### [Work instructions]
Reproduce the entire listing below verbatim.

### [Provided material]
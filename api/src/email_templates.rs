//! HTML bodies for transactional email

/// Wrap content in the shared card layout
pub fn layout(content: &str) -> String {
    format!(
        r#"<div style="font-family: Arial, sans-serif; max-width: 600px; margin: auto; border: 1px solid #ddd; padding: 20px; border-radius: 8px; box-shadow: 0 4px 8px rgba(0, 0, 0, 0.1);">
  <main style="font-size: 16px; line-height: 1.5; margin-bottom: 20px;">
    {content}
  </main>
</div>"#
    )
}

/// `first_name` is expected to be HTML-escaped already
pub fn welcome_html(first_name: &str) -> String {
    layout(&format!(
        r#"<div style="text-align: center;">
      <h1 style="color: #333; margin-bottom: 20px;">Welcome to Our Platform!</h1>
      <p style="font-size: 18px; color: #666; margin-bottom: 30px;">Hi {first_name}, we're excited to have you on board!</p>
      <p style="color: #666; margin-bottom: 20px;">We're here to help you get the most out of your experience. If you have any questions, feel free to reach out to our support team.</p>
      <div style="margin-top: 30px; padding: 20px; background-color: #f8f9fa; border-radius: 5px;">
        <p style="color: #666; margin: 0;">Best regards,<br>The Team</p>
      </div>
    </div>"#
    ))
}

pub fn welcome_text(first_name: &str) -> String {
    format!(
        "Hi {first_name}, we're excited to have you on board!\n\n\
         If you have any questions, feel free to reach out to our support team.\n\n\
         Best regards,\nThe Team"
    )
}

#[cfg(test)]
mod tests {
    use super::*;

    #[test]
    fn welcome_is_wrapped_in_layout() {
        let html = welcome_html("Ada");
        assert!(html.starts_with("<div style=\"font-family: Arial"));
        assert!(html.contains("Hi Ada, we're excited"));
        assert!(html.contains("<main"));
    }

    #[test]
    fn text_part_has_no_markup() {
        let text = welcome_text("Ada");
        assert!(text.starts_with("Hi Ada"));
        assert!(!text.contains('<'));
    }
}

### [Result for this exercise]
filename api/src/email_templates.rs
//! HTML bodies for transactional email

/// Wrap content in the shared card layout
pub fn layout(content: &str) -> String {
    format!(
        r#"<div style="font-family: Arial, sans-serif; max-width: 600px; margin: auto; border: 1px solid #ddd; padding: 20px; border-radius: 8px; box-shadow: 0 4px 8px rgba(0, 0, 0, 0.1);">
  <main style="font-size: 16px; line-height: 1.5; margin-bottom: 20px;">
    {content}
  </main>
</div>"#
    )
}

/// `first_name` is expected to be HTML-escaped already
pub fn welcome_html(first_name: &str) -> String {
    layout(&format!(
        r#"<div style="text-align: center;">
      <h1 style="color: #333; margin-bottom: 20px;">Welcome to Our Platform!</h1>
      <p style="font-size: 18px; color: #666; margin-bottom: 30px;">Hi {first_name}, we're excited to have you on board!</p>
      <p style="color: #666; margin-bottom: 20px;">We're here to help you get the most out of your experience. If you have any questions, feel free to reach out to our support team.</p>
      <div style="margin-top: 30px; padding: 20px; background-color: #f8f9fa; border-radius: 5px;">
        <p style="color: #666; margin: 0;">Best regards,<br>The Team</p>
      </div>
    </div>"#
    ))
}

pub fn welcome_text(first_name: &str) -> String {
    format!(
        "Hi {first_name}, we're excited to have you on board!\n\n\
         If you have any questions, feel free to reach out to our support team.\n\n\
         Best regards,\nThe Team"
    )
}

#[cfg(test)]
mod tests {
    use super::*;

    #[test]
    fn welcome_is_wrapped_in_layout() {
        let html = welcome_html("Ada");
        assert!(html.starts_with("<div style=\"font-family: Arial"));
        assert!(html.contains("Hi Ada, we're excited"));
        assert!(html.contains("<main"));
    }

    #[test]
    fn text_part_has_no_markup() {
        let text = welcome_text("Ada");
        assert!(text.starts_with("Hi Ada"));
        assert!(!text.contains('<'));
    }
}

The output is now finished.